Когда 18-ти лѣтъ отъ роду онъ очутился въ Петербургѣ, въ душѣ его уже бродило смутное влеченіе къ искусству, которое ждало или болѣе сильнаго толчка, чтобы вспыхнуть сильнѣе и разгорѣться яркимъ огнемъ, или совсѣмъ потухнуть подъ вліяніемъ неблагопріятныхъ обстоятельствъ. Какъ бываетъ почти всегда, на помощь ему пришелъ случай, подѣйствовавшій въ первомъ направленіи. Ѳедотовъ сдѣлалъ нѣсколько удачныхъ портретовъ карандашомъ съ своихъ товарищей; тотчасъ же въ полку онъ получилъ реноме хорошаго рисовальщика. «Самолюбіе было затронуто», — замѣчаетъ его автобіографическая записка, изъ свободные отъ службы часы онъ начинаетъ усердно посѣщать академію.
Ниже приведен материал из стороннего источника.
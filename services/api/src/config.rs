//! services/api/src/config.rs
//!
//! Defines the application's configuration structure and loading logic.
//!
//! All configuration is loaded from environment variables at startup. The `.env`
//! file is used for local development.

use bbq_core::SmoothingConfig;
use std::net::SocketAddr;
use tracing::Level;

/// A custom error type for configuration loading failures.
#[derive(Debug, thiserror::Error)]
pub enum ConfigError {
    #[error("Invalid value for the environment variable {0}: {1}")]
    InvalidValue(String, String),
}

/// Holds all configuration loaded from the environment at startup.
#[derive(Clone, Debug)]
pub struct Config {
    pub bind_address: SocketAddr,
    /// Without a database URL the server keeps sessions in memory.
    pub database_url: Option<String>,
    pub log_level: Level,
    pub cors_origin: String,
    pub smoothing: SmoothingConfig,
}

impl Config {
    /// Loads configuration from environment variables.
    ///
    /// It will look for a `.env` file in the current directory for development,
    /// but this is skipped in test environments to ensure tests are hermetic.
    pub fn from_env() -> Result<Self, ConfigError> {
        // Only load from .env in non-test mode to avoid contamination.
        if !cfg!(test) {
            dotenvy::dotenv().ok();
        }
        Self::from_lookup(|key| std::env::var(key).ok())
    }

    /// Builds the configuration from any key/value source.
    pub fn from_lookup<F>(lookup: F) -> Result<Self, ConfigError>
    where
        F: Fn(&str) -> Option<String>,
    {
        // --- Load Server and Database Settings ---
        let bind_address_str = lookup("BIND_ADDRESS").unwrap_or_else(|| "0.0.0.0:3000".to_string());
        let bind_address = bind_address_str.parse::<SocketAddr>().map_err(|e| {
            ConfigError::InvalidValue("BIND_ADDRESS".to_string(), e.to_string())
        })?;

        let database_url = lookup("DATABASE_URL").filter(|url| !url.trim().is_empty());

        let log_level_str = lookup("RUST_LOG").unwrap_or_else(|| "INFO".to_string());
        let log_level = log_level_str.parse::<Level>().map_err(|_| {
            ConfigError::InvalidValue(
                "RUST_LOG".to_string(),
                format!("'{}' is not a valid log level", log_level_str),
            )
        })?;

        let cors_origin =
            lookup("CORS_ORIGIN").unwrap_or_else(|| "http://localhost:3000".to_string());

        // --- Load Smoothing Time Constants ---
        let defaults = SmoothingConfig::default();
        let smoothing = SmoothingConfig {
            ambient_tau_secs: tau(&lookup, "AMBIENT_TAU_SECS", defaults.ambient_tau_secs)?,
            food_tau_secs: tau(&lookup, "FOOD_TAU_SECS", defaults.food_tau_secs)?,
            rate_tau_secs: tau(&lookup, "RATE_TAU_SECS", defaults.rate_tau_secs)?,
        };

        Ok(Self {
            bind_address,
            database_url,
            log_level,
            cors_origin,
            smoothing,
        })
    }
}

/// A time constant must be a positive, finite number of seconds.
fn tau<F>(lookup: &F, key: &str, default: f64) -> Result<f64, ConfigError>
where
    F: Fn(&str) -> Option<String>,
{
    let Some(raw) = lookup(key) else {
        return Ok(default);
    };
    match raw.trim().parse::<f64>() {
        Ok(v) if v.is_finite() && v > 0.0 => Ok(v),
        _ => Err(ConfigError::InvalidValue(
            key.to_string(),
            format!("'{}' is not a positive number of seconds", raw),
        )),
    }
}

#[cfg(test)]
mod tests {
    use super::*;
    use rstest::rstest;
    use std::collections::HashMap;

    fn load(pairs: &[(&str, &str)]) -> Result<Config, ConfigError> {
        let vars: HashMap<String, String> = pairs
            .iter()
            .map(|(k, v)| (k.to_string(), v.to_string()))
            .collect();
        Config::from_lookup(|key| vars.get(key).cloned())
    }

    #[test]
    fn defaults_apply_when_unset() {
        let config = load(&[]).unwrap();
        assert_eq!(config.bind_address, "0.0.0.0:3000".parse().unwrap());
        assert_eq!(config.database_url, None);
        assert_eq!(config.log_level, Level::INFO);
        assert_eq!(config.smoothing, SmoothingConfig::default());
    }

    #[test]
    fn overrides_are_read() {
        let config = load(&[
            ("BIND_ADDRESS", "127.0.0.1:8080"),
            ("DATABASE_URL", "postgres://bbq@localhost/bbq"),
            ("RUST_LOG", "debug"),
            ("FOOD_TAU_SECS", "250"),
        ])
        .unwrap();
        assert_eq!(config.bind_address.port(), 8080);
        assert_eq!(config.database_url.as_deref(), Some("postgres://bbq@localhost/bbq"));
        assert_eq!(config.log_level, Level::DEBUG);
        assert_eq!(config.smoothing.food_tau_secs, 250.0);
        assert_eq!(config.smoothing.ambient_tau_secs, 20.0);
    }

    #[test]
    fn blank_database_url_means_in_memory() {
        assert_eq!(load(&[("DATABASE_URL", "  ")]).unwrap().database_url, None);
    }

    #[rstest]
    #[case("AMBIENT_TAU_SECS", "0")]
    #[case("FOOD_TAU_SECS", "-5")]
    #[case("RATE_TAU_SECS", "inf")]
    #[case("RATE_TAU_SECS", "soon")]
    #[case("BIND_ADDRESS", "nowhere")]
    #[case("RUST_LOG", "loud")]
    fn invalid_values_are_rejected(#[case] key: &str, #[case] value: &str) {
        match load(&[(key, value)]) {
            Err(ConfigError::InvalidValue(k, _)) => assert_eq!(k, key),
            other => panic!("expected InvalidValue for {}, got {:?}", key, other),
        }
    }
}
Но онъ еще долго не отдаетъ себѣ яснаго отчета, что ему слѣдуетъ дѣлать. Мысль оставить службу является у него уже много позднѣе и чуть ли не была ^подсказана ему самимъ императоромъ Николаемъ Павловичемъ. Дѣло было такъ: у великаго князя Михаила Павловича, которому живописные его труды, — рисунки акварелью, — были уже извѣстны, Ѳедотовъ просилъ о пособіи «на рисовальныя удобства», ибо скромнаго офицерскаго жалованья на нихъ ему, не хватало. Великій князь сообщилъ объ этой просьбѣ государю, и Николай Павловичъ, «удостоивъ вниманія способности рисующаго офицера, — разсказываетъ автобіографическая записка, — предоставилъ ему добровольное право оставить службу (на что онъ, вѣроятно, не имѣлъ права, получивъ казенное воспитаніе въ корпусѣ) и посвятить себя живописи, съ содержаніемъ по 100 рублей ассигнаціями въ мѣсяцъ». Ѳедотовъ сразу не рѣшился воспользоваться этою милостью; онъ просилъ для основательнаго испытанія своихъ художественныхъ силъ полтора года времени и, только увидѣвъ, что и дальнѣйшіе его труды идутъ хорошо, вышелъ въ отставку (въ 1844 г.). Объ его колебаніяхъ разсказываетъ его близкій пріятель, писатель А. B. Дружининъ, служившій вмѣстѣ съ нимъ въ Финляндскомъ полку. По словамъ Дружинина, Ѳедотова въ то время даже смущала мысль оставить полкъ, къ которому онъ былъ привязанъ и обычною жизнью котораго удовлетворялись въ извѣстной степени его художественныя потребности. Затѣмъ вліялъ на нерѣшительность будущаго художника и знаменитый К. П. Брюлловъ, къ которому онъ обратился за совѣтомъ, — «Вамъ 25 лѣтъ, — отвѣчалъ Брюлловъ, — теперь поздно пріобрѣтать механизмъ, технику искусства, а безъ нея что же вы сдѣлаете, будь у васъ бездна воображенія и таланта. Двухъ только художниковъ мы знаемъ въ исторіи живописи, которые принялись за краски въ тридцать лѣтъ и достигли цѣли. Попытайтесь, пожалуй; чего не можетъ твердая воля, постоянство, трудъ».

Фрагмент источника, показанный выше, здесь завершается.